Reputation: 4000
I would like to catch and log MySQL warnings in Python. For example, MySQL issues a warning to standard error if you submit 'DROP DATABASE IF EXISTS database_of_armaments'
when no such database exists. I would like to catch this and log it, but even in the try/else syntax the warning message still appears.
The try/except syntax does catch MySQL errors (eg, submission of a typo like 'DRP DATABASE database_of_armaments'
).
I have experimented with <<except.MySQLdb.Warning>>
-- no luck. I've looked at the warnings module, but don't understand how to incorporate it into the try/else syntax.
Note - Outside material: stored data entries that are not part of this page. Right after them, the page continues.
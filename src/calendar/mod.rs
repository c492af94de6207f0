//! Pay-cycle calendar logic for the Pay-Cycle Engine.
//!
//! This module contains the calendar arithmetic and the frequency-specific
//! window rules (weekly, biweekly, semimonthly, monthly), the schedule
//! builder that chains windows into upcoming pay periods, and the
//! assignment of payable activity to periods.

mod assignment;
mod date_math;
mod monthly;
mod schedule;
mod semimonthly;
mod weekly;
mod window;

pub use assignment::{assign_activities, assign_activity};
pub use date_math::{
    add_days, clamp_day_of_month, days_in_month, is_leap_year, last_day_of_month,
    most_recent_weekday, next_month, previous_month, sub_days,
};
pub use monthly::monthly_window;
pub use schedule::{
    DEFAULT_PERIOD_COUNT, MAX_PERIOD_COUNT, build_pay_schedule, calculate_pay_periods,
    period_after, period_containing,
};
pub use semimonthly::{FIRST_HALF_END_DAY, semimonthly_window};
pub use weekly::{
    BIWEEKLY_PERIOD_DAYS, WEEKLY_PERIOD_DAYS, biweekly_epoch, biweekly_window,
    resolve_biweekly_anchor, weekly_window,
};
pub use window::{PeriodWindow, PeriodWindowResult};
To be concrete, how do I get the following (or something like it) to work.
GIVEN: database 'database_of_armaments' does not exist.
try:
cursor.execute('DROP DATABASE IF EXISTS database_of_armaments')
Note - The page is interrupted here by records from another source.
#[cfg(test)]
mod tests {
    use super::*;
    use crate::calendar::days_in_month;
    use crate::models::DayOfWeek;
    use chrono::Datelike;
    use proptest::prelude::*;

    fn date(y: i32, m: u32, d: u32) -> NaiveDate {
        NaiveDate::from_ymd_opt(y, m, d).unwrap()
    }

    fn weekly(day: DayOfWeek) -> PayPlan {
        PayPlan::new(PayFrequency::Weekly).with_start_day_of_week(day)
    }

    fn biweekly(day: DayOfWeek) -> PayPlan {
        PayPlan::new(PayFrequency::Biweekly).with_start_day_of_week(day)
    }

    fn monthly(day: u32) -> PayPlan {
        PayPlan::new(PayFrequency::Monthly).with_start_day_of_month(day)
    }

    fn assert_contiguous(periods: &[PayPeriod]) {
        for pair in periods.windows(2) {
            assert_eq!(
                add_days(pair[0].period_end, 1).unwrap(),
                pair[1].period_start,
                "periods not contiguous: {:?}",
                pair
            );
        }
    }

    #[test]
    fn test_weekly_monday_from_wednesday() {
        let periods = calculate_pay_periods(&weekly(DayOfWeek::Monday), date(2026, 1, 14), 3).unwrap();
        assert_eq!(periods[0].period_start, date(2026, 1, 12));
        assert_eq!(periods[0].period_end, date(2026, 1, 18));
        assert_eq!(periods[2].period_start, date(2026, 1, 26));
        assert_contiguous(&periods);
    }

    #[test]
    fn test_default_count() {
        let periods = calculate_pay_periods(
            &weekly(DayOfWeek::Sunday),
            date(2026, 1, 14),
            DEFAULT_PERIOD_COUNT,
        )
        .unwrap();
        assert_eq!(periods.len(), 3);
    }

    #[test]
    fn test_weekly_without_weekday_is_config_error() {
        let plan = PayPlan::new(PayFrequency::Weekly);
        match calculate_pay_periods(&plan, date(2026, 1, 14), 3) {
            Err(EngineError::InvalidPayPlan { field, .. }) => {
                assert_eq!(field, "period_start_day_of_week")
            }
            other => panic!("Expected InvalidPayPlan, got {:?}", other),
        }
    }

    #[test]
    fn test_monthly_without_day_is_config_error() {
        let plan = PayPlan::new(PayFrequency::Monthly);
        assert!(matches!(
            calculate_pay_periods(&plan, date(2026, 1, 14), 3),
            Err(EngineError::InvalidPayPlan { .. })
        ));
    }

    #[test]
    fn test_zero_count_is_rejected() {
        match calculate_pay_periods(&weekly(DayOfWeek::Monday), date(2026, 1, 14), 0) {
            Err(EngineError::InvalidRequest { field, .. }) => assert_eq!(field, "count"),
            other => panic!("Expected InvalidRequest, got {:?}", other),
        }
    }

    #[test]
    fn test_weekly_window_before_min_date_is_calculation_error() {
        let weekday = DayOfWeek::from(NaiveDate::MIN.weekday().pred());
        assert!(matches!(
            calculate_pay_periods(&weekly(weekday), NaiveDate::MIN, 3),
            Err(EngineError::CalculationError { .. })
        ));
    }

    #[test]
    fn test_count_above_maximum_is_rejected() {
        assert!(
            matches!(
                calculate_pay_periods(&weekly(DayOfWeek::Monday), date(2026, 1, 14), MAX_PERIOD_COUNT + 1),
                Err(EngineError::InvalidRequest { .. })
            )
        );
    }

    #[test]
    fn test_semimonthly_leap_february() {
        let plan = PayPlan::new(PayFrequency::Semimonthly);
        let periods = calculate_pay_periods(&plan, date(2028, 2, 20), 3).unwrap();
        assert_eq!(periods[0].period_start, date(2028, 2, 16));
        assert_eq!(periods[0].period_end, date(2028, 2, 29));
        assert_eq!(periods[1].period_start, date(2028, 3, 1));
        assert_eq!(periods[1].period_end, date(2028, 3, 15));
        assert_eq!(periods[2].period_start, date(2028, 3, 16));
        assert_eq!(periods[2].period_end, date(2028, 3, 31));
    }

    #[test]
    fn test_monthly_31_clamps_through_short_months() {
        let periods = calculate_pay_periods(&monthly(31), date(2026, 1, 31), 4).unwrap();
        assert_eq!(periods[0].period_start, date(2026, 1, 31));
        assert_eq!(periods[0].period_end, date(2026, 2, 27));
        assert_eq!(periods[1].period_start, date(2026, 2, 28));
        assert_eq!(periods[1].period_end, date(2026, 3, 30));
        assert_eq!(periods[2].period_start, date(2026, 3, 31));
        assert_eq!(periods[3].period_start, date(2026, 4, 30));
        assert_contiguous(&periods);
    }

    #[test]
    fn test_pay_date_with_zero_lag_is_period_end() {
        let periods = calculate_pay_periods(&weekly(DayOfWeek::Monday), date(2026, 1, 14), 2).unwrap();
        for period in &periods {
            assert_eq!(period.pay_date, period.period_end);
        }
    }

    #[test]
    fn test_cutoff_at_uses_plan_time() {
        let plan = weekly(DayOfWeek::Monday).with_cutoff_time("17:00");
        let periods = calculate_pay_periods(&plan, date(2026, 1, 14), 1).unwrap();
        assert_eq!(
            periods[0].cutoff_at,
            date(2026, 1, 18).and_hms_opt(17, 0, 0).unwrap()
        );
    }

    #[test]
    fn test_period_after() {
        let plan = PayPlan::new(PayFrequency::Semimonthly);
        let current = period_containing(&plan, date(2026, 12, 20)).unwrap();
        let next = period_after(&plan, &current).unwrap();
        assert_eq!(next.period_start, date(2027, 1, 1));
        assert_eq!(next.period_end, date(2027, 1, 15));
    }

    #[test]
    fn test_build_schedule_records_steps() {
        let plan = weekly(DayOfWeek::Monday).with_payment_lag_days(3);
        let schedule = build_pay_schedule(&plan, date(2026, 1, 14), 3).unwrap();
        // validation + (window + pay date) per period
        assert_eq!(schedule.audit_trace.steps.len(), 7);
        let numbers: Vec<u32> = schedule
            .audit_trace
            .steps
            .iter()
            .map(|s| s.step_number)
            .collect();
        assert_eq!(numbers, (1..=7).collect::<Vec<u32>>());
        assert!(schedule.audit_trace.warnings.is_empty());
        assert_eq!(schedule.reference_date, date(2026, 1, 14));
    }

    #[test]
    fn test_build_schedule_warns_on_long_lag() {
        let plan = weekly(DayOfWeek::Monday).with_payment_lag_days(10);
        let schedule = build_pay_schedule(&plan, date(2026, 1, 14), 3).unwrap();
        assert_eq!(schedule.audit_trace.warnings.len(), 1);
        assert_eq!(
            schedule.audit_trace.warnings[0].code,
            "PAY_DATE_AFTER_NEXT_PERIOD"
        );
    }

    fn any_weekday() -> impl Strategy<Value = DayOfWeek> {
        prop_oneof![
            Just(DayOfWeek::Monday),
            Just(DayOfWeek::Tuesday),
            Just(DayOfWeek::Wednesday),
            Just(DayOfWeek::Thursday),
            Just(DayOfWeek::Friday),
            Just(DayOfWeek::Saturday),
            Just(DayOfWeek::Sunday),
        ]
    }

    fn any_date() -> impl Strategy<Value = NaiveDate> {
        // 1990-01-01 through roughly 2089
        (0i64..36_500).prop_map(|offset| date(1990, 1, 1) + chrono::Duration::days(offset))
    }

    proptest! {
        #[test]
        fn prop_weekly_periods_are_seven_days(day in any_weekday(), today in any_date(), lag in 0u32..30) {
            let plan = weekly(day).with_payment_lag_days(lag);
            let periods = calculate_pay_periods(&plan, today, 6).unwrap();
            prop_assert!(periods[0].contains_date(today));
            for period in &periods {
                prop_assert_eq!(period.length_days(), 7);
                prop_assert_eq!(period.period_start.weekday(), Weekday::from(day));
                prop_assert_eq!(period.pay_date, add_days(period.period_end, u64::from(lag)).unwrap());
            }
            for pair in periods.windows(2) {
                prop_assert_eq!(add_days(pair[0].period_end, 1).unwrap(), pair[1].period_start);
            }
        }

        #[test]
        fn prop_biweekly_anchor_is_stable(day in any_weekday(), today in any_date(), shift in 0i64..14) {
            let plan = biweekly(day);
            let periods = calculate_pay_periods(&plan, today, 4).unwrap();
            let anchor = resolve_biweekly_anchor(Weekday::from(day), None).unwrap();
            for period in &periods {
                prop_assert_eq!(period.length_days(), 14);
                prop_assert_eq!((period.period_start - anchor).num_days().rem_euclid(14), 0);
            }
            for pair in periods.windows(2) {
                prop_assert_eq!(add_days(pair[0].period_end, 1).unwrap(), pair[1].period_start);
            }

            // Any other day inside the current window yields the same window
            let other = periods[0].period_start + chrono::Duration::days(shift);
            let again = calculate_pay_periods(&plan, other, 1).unwrap();
            prop_assert_eq!(&again[0], &periods[0]);
        }

        #[test]
        fn prop_semimonthly_splits_month(today in any_date()) {
            let plan = PayPlan::new(PayFrequency::Semimonthly);
            let periods = calculate_pay_periods(&plan, today, 6).unwrap();
            prop_assert!(periods[0].contains_date(today));
            for period in &periods {
                prop_assert_eq!(period.period_start.month(), period.period_end.month());
                if period.period_start.day() == 1 {
                    prop_assert_eq!(period.period_end.day(), 15);
                } else {
                    prop_assert_eq!(period.period_start.day(), 16);
                    prop_assert_eq!(
                        period.period_end.day(),
                        days_in_month(period.period_end.year(), period.period_end.month())
                    );
                }
            }
            for pair in periods.windows(2) {
                prop_assert_eq!(add_days(pair[0].period_end, 1).unwrap(), pair[1].period_start);
            }
        }

        #[test]
        fn prop_monthly_contiguous_and_clamped(start_day in 1u32..=31, today in any_date()) {
            let plan = monthly(start_day);
            let periods = calculate_pay_periods(&plan, today, 13).unwrap();
            prop_assert!(periods[0].contains_date(today));
            for period in &periods {
                let last = days_in_month(
                    period.period_start.year(),
                    period.period_start.month(),
                );
                prop_assert_eq!(period.period_start.day(), start_day.min(last));
            }
            for pair in periods.windows(2) {
                prop_assert_eq!(add_days(pair[0].period_end, 1).unwrap(), pair[1].period_start);
            }
        }
    }
}
//! HTTP API module for the Pay-Cycle Engine.
//!
//! This module provides the REST endpoints for previewing pay plans,
//! listing registered plans, computing upcoming pay periods, and assigning
//! payable activity to periods.

mod handlers;
mod request;
mod response;
mod state;

pub use handlers::{MAX_ASSIGNMENT_BATCH, create_router};
pub use request::{
    ActivityRequest, AssignmentRequest, PayPlanRequest, PreviewRequest, ScheduleQuery,
};
pub use response::{ApiError, ApiErrorResponse, AssignmentResponse, PlanSummary};
pub use state::AppState;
except: <<WHAT DO I PUT HERE?>>
print 'There was a MySQL warning.'
<<AND what goes here if I want to get and manipulate information about the warning?>>
UPDATE:
Thanks for the comments. I had tried these and they didn't work -- but I had been using a DatabaseConnection class that I wrote for a connection, and its runQuery() method to execute. When I created a connection and cursor outside the class, the try/except Exception caught the "Programming Error", and except MySQLdb.ProgrammingError worked as advertised.
So now I have to figure out what is wrong with my class coding.
Thank you for your help.
Upvotes: 15
Views: 23162
Reputation: 1407
first you should turn on warnings to treat as exceptions, and only then you can catch them. see "error" warnings filter - https://docs.python.org/3/library/warnings.html#the-warnings-filter
Upvotes: 1
Reputation: 322
I managed to trap the mysql warning like this:
import _mysql_exceptions
try:
foo.bar()
except _mysql_exceptions.Warning, e:
pass
Upvotes: 2
Reputation: 3972
Plain and simple
def log_warnings(curs):
for msg in curs.messages:
if msg[0] == MySQLdb.Warning:
logging.warn(msg[1])
cursor.execute('DROP DATABASE IF EXISTS database_of_armaments')
log_warnings(cursor)
msg[1] example :- (u'Warning', 1366L, u"Incorrect integer value: '\xa3' for column 'in_userid' at row 1")
Upvotes: 0
Reputation: 551
I think the exception you want to catch is a MySQLdb.ProgrammingError, and to get information about it, just add a variable to store the error data (a tuple) in after that i.e:
try:
cursor.execute('DROP DATABASE IF EXISTS database_of_armaments')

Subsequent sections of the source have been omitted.